You can also distract your guests from the price of an item by adding a decoy to the menu.

Place an expensive item near the thing you want your guests to buy. The more expensive it is, the better for sales because people will then choose a cheaper option that they might not have otherwise chosen.

 

How to Name Your Menu Items

A creative name for your restaurant or bar will make it stand out and attract more customers.

What’s in a name

Dunkin’s “donut holes,” a core menu item for the company, were renamed Munchkins to capitalize on their success. Such catchy menu names reinforce Dunkin through rhyme and communicate that these are tiny donuts.

Restaurants have been using clever menu names to create higher demand for their dishes. They can do this because the stakes are high: The correct name will make or break it.

Name your signature dish.

There are many different types of burgers, but one can’t be confused with the other. 

When it comes to restaurant menu names, you want to ensure that the name reflects both what it is and who you are. Quick-serve restaurants can get away with cheeky names like “Macho Nachos,” but if your establishment has a more upscale feel, then go for something more serious – Balthazar offers their signature salad dish as well as shellfish platter named after themselves.

Use a place as shorthand.

Some places are more appealing than others. For example, California is often associated with fresh and healthy food, which makes it a popular spot for restaurant menus to be named after.

To make food seem more authentic, try giving it an ethnic label. If the word is easy to pronounce—like ‘suppli’ (rice balls) at Polpo in London—it can be a conversation starter between diner and waiter.

Get personal

Wendy’s founder Dave Thomas was so proud of his namesake burger that he twice put it on the menu. Click To Tweet

A personal touch to a restaurant menu can be achieved by naming an entree after your favorite family member. For example, The Betty Pizza might be the perfect dish for someone with that name.

Food and beverage menu item names should have a story behind them, so people are the perfect way to do that. A dish’s description is where you can elaborate on its character while adding mouth-watering details about ingredients for an added touch.

Be authentic

There is a wealth of information available when it comes to restaurant menu design. It would help if you understood what works best for your own independent business and why specific methods work better than others.

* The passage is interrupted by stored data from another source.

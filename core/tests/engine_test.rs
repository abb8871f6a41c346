use std::{
	path::Path,
	sync::{
		atomic::{AtomicUsize, Ordering},
		Arc,
	},
	time::Duration,
};

use tracing_test::traced_test;

use gw_core::{
	clients::{RegistryModuleData, StaticRegistryClient},
	event::FileChangeType,
	fs::MemFs,
	lang::{
		ConfigDecoder, Diagnostic, FileDiags, GwkDecoder, ModFiles, ModuleMetadata, ParsedFile,
		ProviderAddr, ReferenceOrigin, ReferenceTarget, VarAssignment,
	},
	state::{DiagnosticSource, ModuleArtifact, OpState},
	Engine, EngineBuilder,
};

const WAIT: Duration = Duration::from_secs(10);

fn test_engine(fs: Arc<MemFs>) -> Engine {
	EngineBuilder::new()
		.with_fs(fs)
		.high_parallelism(4)
		.build()
}

async fn wait_for(engine: &Engine, ids: &[gw_core::JobId]) {
	tokio::time::timeout(WAIT, engine.wait_for_jobs(ids))
		.await
		.expect("jobs did not finish in time");
}

#[tokio::test(flavor = "multi_thread")]
#[traced_test]
async fn open_document_runs_the_full_decode_pipeline() {
	let source = "core >=1.0\n\
	              provider aws >=3.0\n\
	              variable region\n\
	              ref var.region\n\
	              ref var.missing\n";

	let fs = Arc::new(MemFs::new());
	fs.add_file("/ws/mod/main.gwk", source);

	let engine = test_engine(fs);
	engine.start();

	let ids = engine
		.open_document("/ws/mod/main.gwk", "groundwork", source)
		.await;
	assert!(!ids.is_empty());
	wait_for(&engine, &ids).await;

	let record = engine.modules.record(Path::new("/ws/mod")).unwrap();
	assert_eq!(record.meta_state, OpState::Loaded);
	assert!(record.parsed_files.contains_key("main.gwk"));
	assert!(record
		.meta
		.provider_requirements
		.contains_key(&ProviderAddr::from_local_name("aws")));
	assert!(record.ref_targets.iter().any(|t| t.addr == "var.region"));
	assert!(record.ref_origins.iter().any(|o| o.addr == "var.missing"));

	// First-level decoding also validated references
	let ref_diags = &record.diagnostics[&DiagnosticSource::ReferenceValidation]["main.gwk"];
	assert_eq!(ref_diags.len(), 1);
	assert!(ref_diags[0].message.contains("var.missing"));

	engine.stop().await;
}

#[tokio::test(flavor = "multi_thread")]
#[traced_test]
async fn nested_local_modules_are_decoded_through_followups() {
	let fs = Arc::new(MemFs::new());
	fs.add_file("/ws/root/main.gwk", "provider aws >=3.0\nmodule vpc ./modules/vpc\n");
	fs.add_file("/ws/root/modules/vpc/main.gwk", "provider google >=4.0\n");

	let engine = test_engine(fs);
	engine.start();

	let ids = engine.discover("/ws/root").await;
	wait_for(&engine, &ids).await;

	// The nested module was added and decoded without a separate event for it
	let nested = engine
		.modules
		.record(Path::new("/ws/root/modules/vpc"))
		.unwrap();
	assert_eq!(nested.meta_state, OpState::Loaded);

	let reqs = engine
		.modules
		.provider_requirements_for_module(Path::new("/ws/root"))
		.unwrap();
	assert!(reqs.contains_key(&ProviderAddr::from_local_name("aws")));
	assert!(reqs.contains_key(&ProviderAddr::from_local_name("google")));

	engine.stop().await;
}

/// Delegates to [`GwkDecoder`] while counting parse invocations, to observe whether jobs
/// actually recomputed or skipped via their admission guard.
#[derive(Debug, Default)]
struct CountingDecoder {
	inner: GwkDecoder,
	parse_calls: AtomicUsize,
}

impl ConfigDecoder for CountingDecoder {
	fn parse(&self, filename: &str, source: &str) -> (ParsedFile, Vec<Diagnostic>) {
		self.parse_calls.fetch_add(1, Ordering::SeqCst);
		self.inner.parse(filename, source)
	}

	fn decode_metadata(&self, dir: &Path, files: &ModFiles) -> (ModuleMetadata, Vec<Diagnostic>) {
		self.inner.decode_metadata(dir, files)
	}

	fn reference_targets(&self, meta: &ModuleMetadata, files: &ModFiles) -> Vec<ReferenceTarget> {
		self.inner.reference_targets(meta, files)
	}

	fn reference_origins(&self, files: &ModFiles) -> Vec<ReferenceOrigin> {
		self.inner.reference_origins(files)
	}

	fn validate_schema(&self, meta: &ModuleMetadata, files: &ModFiles) -> FileDiags {
		self.inner.validate_schema(meta, files)
	}

	fn validate_references(
		&self,
		targets: &[ReferenceTarget],
		origins: &[ReferenceOrigin],
	) -> FileDiags {
		self.inner.validate_references(targets, origins)
	}

	fn decode_vars(&self, filename: &str, source: &str) -> (Vec<VarAssignment>, Vec<Diagnostic>) {
		self.inner.decode_vars(filename, source)
	}
}

#[tokio::test(flavor = "multi_thread")]
#[traced_test]
async fn duplicate_jobs_skip_while_edits_recompute() {
	let source = "variable region\n";
	let fs = Arc::new(MemFs::new());
	fs.add_file("/ws/mod/main.gwk", source);

	let decoder = Arc::new(CountingDecoder::default());
	let engine = EngineBuilder::new()
		.with_fs(fs)
		.with_decoder(decoder.clone())
		.high_parallelism(4)
		.build();
	engine.start();

	let ids = engine
		.open_document("/ws/mod/main.gwk", "groundwork", source)
		.await;
	wait_for(&engine, &ids).await;
	assert_eq!(decoder.parse_calls.load(Ordering::SeqCst), 1);

	// A second open of the same directory finds all artifacts computed; every job
	// reports StateNotChanged and the decoder is not consulted again
	let ids = engine
		.open_document("/ws/mod/main.gwk", "groundwork", source)
		.await;
	wait_for(&engine, &ids).await;
	assert_eq!(decoder.parse_calls.load(Ordering::SeqCst), 1);

	// An edit invalidates; the pipeline recomputes despite the recorded state
	let ids = engine
		.change_document(Path::new("/ws/mod/main.gwk"), "variable zone\n")
		.await;
	wait_for(&engine, &ids).await;
	assert_eq!(decoder.parse_calls.load(Ordering::SeqCst), 2);

	let record = engine.modules.record(Path::new("/ws/mod")).unwrap();
	assert!(record.meta.variables.contains_key("zone"));

	engine.stop().await;
}

#[tokio::test(flavor = "multi_thread")]
#[traced_test]
async fn cyclic_module_calls_fail_schema_preload_but_complete() {
	let fs = Arc::new(MemFs::new());
	fs.add_file("/ws/a/main.gwk", "module b ../b\n");
	fs.add_file("/ws/b/main.gwk", "module a ../a\n");

	let engine = test_engine(fs);
	engine.start();

	let ids = engine.discover("/ws/a").await;
	wait_for(&engine, &ids).await;

	// The nesting bound turned the cycle into a job error, not a hang: the schema
	// preload artifact still reached completion
	let record = engine.modules.record(Path::new("/ws/a")).unwrap();
	assert_eq!(record.preload_embedded_schema_state, OpState::Loaded);
	assert!(engine.modules.exists(Path::new("/ws/b")));

	engine.stop().await;
}

#[tokio::test(flavor = "multi_thread")]
#[traced_test]
async fn watched_deletion_drops_the_module() {
	let fs = Arc::new(MemFs::new());
	fs.add_file("/ws/mod/main.gwk", "variable region\n");

	let engine = test_engine(Arc::clone(&fs));
	engine.start();

	let ids = engine.discover("/ws/mod").await;
	wait_for(&engine, &ids).await;
	assert!(engine.modules.exists(Path::new("/ws/mod")));

	fs.remove_file(Path::new("/ws/mod/main.gwk"));
	let ids = engine
		.watched_change("/ws/mod", FileChangeType::Deleted)
		.await;
	wait_for(&engine, &ids).await;

	assert!(!engine.modules.exists(Path::new("/ws/mod")));

	engine.stop().await;
}

#[tokio::test(flavor = "multi_thread")]
#[traced_test]
async fn change_batch_reports_what_the_pipeline_produced() {
	let source = "provider aws >=3.0\nref var.missing\n";
	let fs = Arc::new(MemFs::new());
	fs.add_file("/ws/mod/main.gwk", source);

	let engine = test_engine(fs);
	engine.start();

	let ids = engine
		.open_document("/ws/mod/main.gwk", "groundwork", source)
		.await;
	wait_for(&engine, &ids).await;

	let batch = tokio::time::timeout(WAIT, engine.next_change_batch())
		.await
		.expect("no change batch released");
	assert_eq!(batch.dir.path(), Path::new("/ws/mod"));
	assert!(batch.is_dir_open);
	assert!(batch.changes.provider_requirements);
	assert!(batch.changes.diagnostics);
	assert!(batch.changes.reference_origins);

	engine.stop().await;
}

#[tokio::test(flavor = "multi_thread")]
#[traced_test]
async fn registry_lookups_cache_hits_and_tolerate_failures() {
	let fs = Arc::new(MemFs::new());
	fs.add_file(
		"/ws/mod/main.gwk",
		"module vpc acme/vpc 1.0.0\nmodule gone acme/missing\n",
	);

	let registry = Arc::new(StaticRegistryClient::new());
	registry.insert(
		"acme/vpc",
		RegistryModuleData {
			versions: vec!["1.0.0".into()],
			inputs: vec!["cidr".into()],
			outputs: vec!["vpc_id".into()],
		},
	);

	let engine = EngineBuilder::new()
		.with_fs(fs)
		.with_registry_client(registry)
		.high_parallelism(4)
		.build();
	engine.start();

	let ids = engine.discover("/ws/mod").await;
	wait_for(&engine, &ids).await;

	// The failed lookup did not prevent the successful one from being cached
	assert!(engine.registry.exists("acme/vpc"));
	assert!(!engine.registry.exists("acme/missing"));
	assert_eq!(engine.registry.get("acme/vpc").unwrap().inputs, vec!["cidr"]);

	engine.stop().await;
}

#[tokio::test(flavor = "multi_thread")]
#[traced_test]
async fn root_module_artifacts_are_indexed_and_installed_modules_decoded() {
	let fs = Arc::new(MemFs::new());
	fs.add_file("/ws/root/main.gwk", "module consul hashicorp/consul 0.11.0\n");
	fs.add_file(
		"/ws/root/.groundwork.lock.json",
		r#"{"providers": {"registry.groundwork.io/providers/aws": "3.2.1"}}"#,
	);
	fs.add_file(
		"/ws/root/.groundwork/modules/manifest.json",
		r#"{"modules": [
			{"key": "consul", "source": "hashicorp/consul", "version": "0.11.0",
			 "dir": ".groundwork/modules/consul"}
		]}"#,
	);
	fs.add_file(
		"/ws/root/.groundwork/modules/consul/main.gwk",
		"variable datacenter\n",
	);

	let engine = test_engine(fs);
	engine.start();

	let ids = engine.discover("/ws/root").await;
	wait_for(&engine, &ids).await;

	let root = engine.roots.record(Path::new("/ws/root")).unwrap();
	assert_eq!(root.mod_manifest_state, OpState::Loaded);
	assert_eq!(
		root.installed_providers
			.get(&ProviderAddr::new("registry.groundwork.io/providers/aws"))
			.map(String::as_str),
		Some("3.2.1")
	);

	// The manifest's followups decoded the installed module
	let installed = engine
		.modules
		.record(Path::new("/ws/root/.groundwork/modules/consul"))
		.unwrap();
	assert_eq!(installed.meta_state, OpState::Loaded);
	assert!(installed.meta.variables.contains_key("datacenter"));

	engine.stop().await;
}

#[tokio::test(flavor = "multi_thread")]
#[traced_test]
async fn lock_file_change_refreshes_installed_providers() {
	let fs = Arc::new(MemFs::new());
	fs.add_file("/ws/root/main.gwk", "provider aws >=3.0\n");
	fs.add_file(
		"/ws/root/.groundwork.lock.json",
		r#"{"providers": {"registry.groundwork.io/providers/aws": "3.0.0"}}"#,
	);

	let engine = test_engine(Arc::clone(&fs));
	engine.start();

	let ids = engine.discover("/ws/root").await;
	wait_for(&engine, &ids).await;

	fs.add_file(
		"/ws/root/.groundwork.lock.json",
		r#"{"providers": {"registry.groundwork.io/providers/aws": "3.2.1"}}"#,
	);
	let ids = engine
		.watched_change("/ws/root/.groundwork.lock.json", FileChangeType::Changed)
		.await;
	wait_for(&engine, &ids).await;

	let root = engine.roots.record(Path::new("/ws/root")).unwrap();
	assert_eq!(
		root.installed_providers
			.get(&ProviderAddr::new("registry.groundwork.io/providers/aws"))
			.map(String::as_str),
		Some("3.2.1")
	);

	engine.stop().await;
}

#[tokio::test(flavor = "multi_thread")]
#[traced_test]
async fn non_configuration_documents_schedule_no_work() {
	let fs = Arc::new(MemFs::new());
	fs.add_file("/ws/notes/readme.md", "# notes\n");

	let engine = test_engine(fs);
	engine.start();

	let ids = engine
		.open_document("/ws/notes/readme.md", "markdown", "# notes\n")
		.await;
	assert!(ids.is_empty());

	assert!(!engine.modules.exists(Path::new("/ws/notes")));
	assert!(!engine.roots.exists(Path::new("/ws/notes")));

	engine.stop().await;
}

#[tokio::test(flavor = "multi_thread")]
#[traced_test]
async fn unreadable_directory_still_completes_parsing() {
	// Nothing on disk for the opened document's directory, so listing it fails
	let fs = Arc::new(MemFs::new());

	let engine = test_engine(fs);
	engine.start();

	let ids = engine
		.open_document("/ws/ghost/main.gwk", "groundwork", "variable region\n")
		.await;
	assert!(!ids.is_empty());
	wait_for(&engine, &ids).await;

	// The failure is recorded on the module instead of leaving the artifact loading
	let record = engine.modules.record(Path::new("/ws/ghost")).unwrap();
	assert_eq!(
		record.artifact_state(ModuleArtifact::Diagnostics(DiagnosticSource::Parsing)),
		OpState::Loaded
	);
	assert!(record.parsing_err.is_some());
	assert_eq!(record.meta_state, OpState::Loaded);

	engine.stop().await;
}

#[tokio::test(flavor = "multi_thread")]
#[traced_test]
async fn vars_files_are_checked_against_declared_variables() {
	let fs = Arc::new(MemFs::new());
	fs.add_file("/ws/mod/main.gwk", "variable region\n");
	fs.add_file("/ws/mod/prod.gwkvars", "region us-east-1\nzone us-east-1a\n");

	let engine = test_engine(fs);
	engine.start();

	let ids = engine
		.open_document(
			"/ws/mod/prod.gwkvars",
			"groundwork-vars",
			"region us-east-1\nzone us-east-1a\n",
		)
		.await;
	assert!(!ids.is_empty());
	wait_for(&engine, &ids).await;

	let record = engine.modules.record(Path::new("/ws/mod")).unwrap();
	assert_eq!(
		record.artifact_state(ModuleArtifact::Diagnostics(
			DiagnosticSource::VariablesValidation
		)),
		OpState::Loaded
	);

	// `region` is declared in main.gwk, `zone` is not
	let diags = &record.diagnostics[&DiagnosticSource::VariablesValidation]["prod.gwkvars"];
	assert_eq!(diags.len(), 1);
	assert_eq!(diags[0].line, 2);
	assert!(diags[0].message.contains("zone"));

	engine.stop().await;
}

Once you figure out the right formula, it’s okay to break some of the rules. If your restaurant is known for having punny drink names and overly-long descriptions on its menu, embrace this quirkiness because social media may help spread the word about these unique items.

The design of your restaurant is a big part of the brand. A hole-in-the-wall sushi place should have fewer menu options because it only has 15 seats, but if you want to be sleek and contemporary, that needs to match what’s on the menu.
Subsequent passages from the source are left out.